Chapter 11, Data Operations, explores how to run the operations of a data organization, including support for the running of primary data management, data warehouses, data lakes, and other authorized provisioning points managed by the data organization. First, you will learn what data operations are, how to scale effectively, and when to pull in engineering. Lastly, you will learn how to optimize DataOps as a core capability and what opportunities there are to automate.
Chapter 12, Launch Powerfully, examines how to launch a good data governance program, which can quickly lose impact if not launched properly. The importance of the launch cannot be underscored enough. You will learn how to create simple and strong core messaging to engage and clearly articulate to the stakeholder community what and how delivery will be accomplished. Then, you will be led through the creation of a launch plan, a design of feedback loops to ensure continuous improvement, and finally, how to report on an ongoing basis for impact.
Chapter 13, Delivering Quick Wins with Impact, delves into the post-launch period, when the data governance team must quickly begin to deliver results. The time to first value metric should be as short as possible while producing impacts that matter to the business. You will learn how to create momentum through the delivery of quick wins, how to communicate the wins to the business, and how to ensure that the business not only understands the results but also becomes an advocate for the future success of the data governance program.
Chapter 14, Data Automation for Impact and More Powerful Results, focuses on automation, which is a lever that can be pulled to expedite data product deliveries. First, you will be introduced to what automation techniques can be applied to data governance. Second, you will learn how to select the right automation solutions for their transformation. Finally, you will learn how to power their transformation with automation across all solutions.

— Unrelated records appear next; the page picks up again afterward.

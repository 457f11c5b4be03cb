#![allow(dead_code)]

use std::sync::Arc;
use std::time::Duration;

use axum::Router;
use axum::body::Body;
use axum::http::{Method, Request, StatusCode, header};
use futures_util::future::BoxFuture;
use http_body_util::BodyExt;
use jsonwebtoken::Algorithm;
use serde_json::{Value, json};
use teamacy_api::bootstrap::{self, AdminSeed};
use teamacy_api::token::TokenKeys;
use teamacy_api::{AppState, AppStateInner};
use teamacy_db::Database;
use teamacy_mail::{AdminNotifier, MailTransport, OutgoingEmail};
use teamacy_server::config::CorsOrigins;
use teamacy_server::router::build_router;
use tokio::sync::mpsc;
use tower::ServiceExt;

pub const ADMIN_EMAIL: &str = "admin@teamacy.com";
pub const ADMIN_PASSWORD: &str = "teamacy-admin";

/// Hands every email to the test through a channel.
pub struct Recorder(mpsc::UnboundedSender<OutgoingEmail>);

impl MailTransport for Recorder {
    fn send(&self, email: OutgoingEmail) -> BoxFuture<'_, anyhow::Result<()>> {
        let _ = self.0.send(email);
        Box::pin(async { Ok(()) })
    }
}

/// Always fails, like a provider outage.
pub struct Outage;

impl MailTransport for Outage {
    fn send(&self, _email: OutgoingEmail) -> BoxFuture<'_, anyhow::Result<()>> {
        Box::pin(async { Err(anyhow::anyhow!("503 from provider")) })
    }
}

pub struct TestApp {
    pub state: AppState,
    pub router: Router,
    pub outbox: mpsc::UnboundedReceiver<OutgoingEmail>,
}

pub fn admin_seed() -> AdminSeed {
    AdminSeed {
        name: "Teamacy Admin".into(),
        email: ADMIN_EMAIL.into(),
        password: ADMIN_PASSWORD.into(),
    }
}

pub fn keys() -> TokenKeys {
    TokenKeys::new("integration-secret", Algorithm::HS256, 24).unwrap()
}

impl TestApp {
    pub fn new() -> Self {
        let (tx, outbox) = mpsc::unbounded_channel();
        let notifier = AdminNotifier::new(
            Arc::new(Recorder(tx)),
            "site@teamacy.com".into(),
            "inbox@teamacy.com".into(),
        );
        Self::with_notifier(notifier, outbox)
    }

    pub fn with_broken_mail() -> Self {
        let (_tx, outbox) = mpsc::unbounded_channel();
        let notifier = AdminNotifier::new(Arc::new(Outage), "a@x.com".into(), "b@x.com".into());
        Self::with_notifier(notifier, outbox)
    }

    fn with_notifier(notifier: AdminNotifier, outbox: mpsc::UnboundedReceiver<OutgoingEmail>) -> Self {
        let db = Database::open_in_memory().unwrap();
        bootstrap::ensure_admin(&db, &admin_seed()).unwrap();

        let state = AppStateInner::new(db, keys(), notifier);
        let router = build_router(state.clone(), &CorsOrigins::Any);
        Self { state, router, outbox }
    }

    pub async fn request(
        &self,
        method: Method,
        uri: &str,
        token: Option<&str>,
        body: Option<Value>,
    ) -> (StatusCode, Value) {
        let mut builder = Request::builder().method(method).uri(uri);
        if let Some(token) = token {
            builder = builder.header(header::AUTHORIZATION, format!("Bearer {}", token));
        }
        let body = match body {
            Some(json) => {
                builder = builder.header(header::CONTENT_TYPE, "application/json");
                Body::from(json.to_string())
            }
            None => Body::empty(),
        };

        let response = self.router.clone().oneshot(builder.body(body).unwrap()).await.unwrap();
        let status = response.status();
        let bytes = response.into_body().collect().await.unwrap().to_bytes();
        let value = if bytes.is_empty() {
            Value::Null
        } else {
            serde_json::from_slice(&bytes).unwrap_or_else(|_| Value::String(String::from_utf8_lossy(&bytes).into()))
        };
        (status, value)
    }

    pub async fn get(&self, uri: &str, token: Option<&str>) -> (StatusCode, Value) {
        self.request(Method::GET, uri, token, None).await
    }

    pub async fn post(&self, uri: &str, token: Option<&str>, body: Value) -> (StatusCode, Value) {
        self.request(Method::POST, uri, token, Some(body)).await
    }

    pub async fn register(&self, name: &str, email: &str, password: &str) -> (StatusCode, Value) {
        self.post(
            "/api/auth/register",
            None,
            json!({ "name": name, "email": email, "password": password }),
        )
        .await
    }

    pub async fn login(&self, email: &str, password: &str) -> (StatusCode, Value) {
        self.post("/api/auth/login", None, json!({ "email": email, "password": password }))
            .await
    }

    pub async fn admin_token(&self) -> String {
        let (status, body) = self.login(ADMIN_EMAIL, ADMIN_PASSWORD).await;
        assert_eq!(status, StatusCode::OK, "admin login failed: {body}");
        body["access_token"].as_str().unwrap().to_string()
    }

    pub async fn user_token(&self) -> String {
        let (status, body) = self.register("Ann", "ann@x.com", "p1").await;
        assert_eq!(status, StatusCode::OK, "registration failed: {body}");
        body["access_token"].as_str().unwrap().to_string()
    }

    pub async fn next_email(&mut self) -> OutgoingEmail {
        tokio::time::timeout(Duration::from_secs(5), self.outbox.recv())
            .await
            .expect("no email within 5s")
            .expect("outbox closed")
    }
}

pub fn contact(subject: &str, message: &str) -> Value {
    json!({
        "name": "Bob",
        "email": "bob@x.com",
        "subject": subject,
        "message": message,
    })
}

Chapter 15, Adoption That Drives Business Results, explores business adoption. Now that you have learned what data governance is, how to gather support, design a program, baseline the organization, launch, and deliver against the plan, you need to be able to ensure that your solutions are used by the business. Building an adoption roadmap, you will be able to articulate to your stakeholders how to use the solutions, ensuring a lasting impact of the solutions provided to the organization. Lastly, you will double the impact by ensuring ongoing supports are in place.
Chapter 16, Delivering Trusted Results with Outcomes That Matter, teaches you how to ensure consistency in what was promised to stakeholders versus what was actually delivered. As the implementation of data governance occurs, the chief data/analytics officer and their leadership team must keep all messaging focused on results. You will be guided through how to explain variances in expected delivery versus real results, and how that builds trust. Finally, you will learn how to message back to stakeholders powerfully, during delivery for impact.
Chapter 17, Case Study – Financial Institution, walks you through how to apply the topics covered in this book to an organization with a high degree of regulation (i.e., a financial institution). First, you will find use cases that are unique to this type of entity. Second, you will learn how to pull out the unique requirements and how to adjust messaging, sequencing, and results to accommodate the special needs of a highly regulated organization.